The importance of parity is illustrated by the number of individuals with mental health and substance use disorders. According to the most recent survey by the U.S. Substance Abuse and Mental Health Services Administration (SAMHSA), almost 44 million adults experienced some form of a mental illness. According to SAMHSA, fewer than half of those individuals receive mental health care. Additionally, 20.2 million adults had a substance abuse disorder in the past year.

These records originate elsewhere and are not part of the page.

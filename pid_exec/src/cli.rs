//! # Command line interface
//!
//! Gains can be given on the command line in the order
//! `s_Kp s_Ki s_Kd t_Kp t_Ki t_Kd target_speed`, where `s_` is the steering controller and `t_` is
//! the throttle controller. Command line gains override the parameter file.

// ------------------------------------------------------------------------------------------------
// IMPORTS
// ------------------------------------------------------------------------------------------------

use structopt::StructOpt;
use util::logger::LevelFilter;

use crate::{drive_ctrl, pid::PidGains};

// ------------------------------------------------------------------------------------------------
// CONSTANTS
// ------------------------------------------------------------------------------------------------

/// Number of positional values needed to override the parameter file.
pub const NUM_GAIN_ARGS: usize = 7;

// ------------------------------------------------------------------------------------------------
// STRUCTS
// ------------------------------------------------------------------------------------------------

/// Command line options for the PID drive executable.
#[derive(Debug, StructOpt)]
#[structopt(
    name = "pid_exec",
    about = "Steers and throttles a simulated car using a pair of PID controllers",
    setting = structopt::clap::AppSettings::AllowNegativeNumbers
)]
pub struct Opts {
    /// Parameter file, relative to `$PID_SW_ROOT/params`. Defaults are used if not given.
    #[structopt(short, long)]
    pub params: Option<String>,

    /// Directory in which the session directory is created, relative to `$PID_SW_ROOT`.
    #[structopt(long, default_value = "sessions")]
    pub sessions_dir: String,

    /// Minimum log level, must be `info` or more verbose.
    #[structopt(long, default_value = "debug")]
    pub log_level: LevelFilter,

    /// s_Kp s_Ki s_Kd t_Kp t_Ki t_Kd target_speed
    #[structopt(name = "GAINS", allow_hyphen_values = true)]
    pub gains: Vec<f64>,
}

// ------------------------------------------------------------------------------------------------
// ENUMS
// ------------------------------------------------------------------------------------------------

#[derive(Debug, thiserror::Error)]
pub enum CliError {
    #[error("Expected either 0 or {} gain arguments, found {0}", NUM_GAIN_ARGS)]
    WrongGainCount(usize),
}

// ------------------------------------------------------------------------------------------------
// IMPLS
// ------------------------------------------------------------------------------------------------

impl Opts {
    /// Override the drive control parameters with any gains given on the command line.
    ///
    /// Returns `true` if the parameters were overridden.
    pub fn apply_gains(&self, params: &mut drive_ctrl::Params) -> Result<bool, CliError> {
        match self.gains.as_slice() {
            [] => Ok(false),
            [s_kp, s_ki, s_kd, t_kp, t_ki, t_kd, target_speed] => {
                params.steer = PidGains::new(*s_kp, *s_ki, *s_kd);
                params.throttle = PidGains::new(*t_kp, *t_ki, *t_kd);
                params.target_speed = *target_speed;
                Ok(true)
            },
            g => Err(CliError::WrongGainCount(g.len()))
        }
    }
}

#[cfg(test)]
mod test {
    use super::*;

    #[test]
    fn test_no_args() {
        let opts = Opts::from_iter_safe(&["pid_exec"]).unwrap();
        assert_eq!(opts.params, None);
        assert_eq!(opts.sessions_dir, "sessions");
        assert_eq!(opts.log_level, LevelFilter::Debug);

        let mut params = drive_ctrl::Params::default();
        assert!(!opts.apply_gains(&mut params).unwrap());
        assert_eq!(params, drive_ctrl::Params::default());
    }

    #[test]
    fn test_gain_args() {
        let opts = Opts::from_iter_safe(&[
            "pid_exec", "--params", "tuned.toml",
            "0.1", "0.0", "3.0", "0.2", "-0.001", "0.4", "35"
        ]).unwrap();
        assert_eq!(opts.params.as_deref(), Some("tuned.toml"));

        let mut params = drive_ctrl::Params::default();
        assert!(opts.apply_gains(&mut params).unwrap());
        assert_eq!(params.steer, PidGains::new(0.1, 0.0, 3.0));
        assert_eq!(params.throttle, PidGains::new(0.2, -0.001, 0.4));
        assert_eq!(params.target_speed, 35.0);
    }

    #[test]
    fn test_negative_gains() {
        // Leading negative value
        let opts = Opts::from_iter_safe(&[
            "pid_exec", "-0.08", "0.0003", "6.0", "0.3", "0.002", "0.5", "20"
        ]).unwrap();
        let mut params = drive_ctrl::Params::default();
        assert!(opts.apply_gains(&mut params).unwrap());
        assert_eq!(params.steer, PidGains::new(-0.08, 0.0003, 6.0));

        // Negative values in the middle and at the end, after an option
        let opts = Opts::from_iter_safe(&[
            "pid_exec", "--log-level", "info",
            "0.08", "0.0003", "6.0", "-0.3", "0.002", "-0.5", "-20"
        ]).unwrap();
        assert_eq!(opts.log_level, LevelFilter::Info);
        let mut params = drive_ctrl::Params::default();
        assert!(opts.apply_gains(&mut params).unwrap());
        assert_eq!(params.throttle, PidGains::new(-0.3, 0.002, -0.5));
        assert_eq!(params.target_speed, -20.0);
    }

    #[test]
    fn test_wrong_gain_count() {
        let opts = Opts::from_iter_safe(&["pid_exec", "0.1", "0.0", "3.0"]).unwrap();

        let mut params = drive_ctrl::Params::default();
        assert!(matches!(
            opts.apply_gains(&mut params),
            Err(CliError::WrongGainCount(3))
        ));
        assert_eq!(params, drive_ctrl::Params::default());
    }

    #[test]
    fn test_bad_gain() {
        assert!(Opts::from_iter_safe(&["pid_exec", "fast"]).is_err());
    }
}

Also at issue is the nation’s heroin and painkiller epidemic, which claims 78 lives each day.

Task Force

Acknowledging that something is wrong with the state of parity enforcement, the White House issued a presidential memorandum creating an interagency Mental Health and Substance Use Disorder Parity Task Force designed to ensure better compliance with the parity rules.  Specifically, the task force was designed to:

  • identify and promote best practices for compliance and implementation;
  • identify and address gaps in guidance, particularly with regard to substance use disorder parity; and
  • implement actions during its tenure and at its conclusion to advance parity in mental health and substance use disorder treatment.

The memorandum also directs the task force to conduct outreach efforts to patients, consumer advocates, health care providers, specialists in mental health care and substance use disorder treatment, employers, insurers, state regulators, and other stakeholders.

Enforcement

Not all states have dropped the enforcement ball. For example, the California Department of Managed Health Care imposed a $4,000,000 administrative penalty on the Kaiser Foundation Health Plan, Inc. in 2013 for parity violations that resulted from mental health service wait times. However, continuing access problems and the creation of the task force suggest that enforcement is the exception rather than the rule.

Beyond parity

Part of the problem is that to meet behavioral health demands, stakeholders need to do more than obtain parity. Based upon that understanding, some lawmakers are pushing for more systemic changes with legislation like The Mental Health Reform Act of 2016, which would assist with enforcement of current requirements (including parity), ensure federal funding to help states provide mental health care services, promote best practices, and increase access. Whichever way is the next step forward, there is little doubt that some action is necessary to improve access to and the provision of behavioral health care.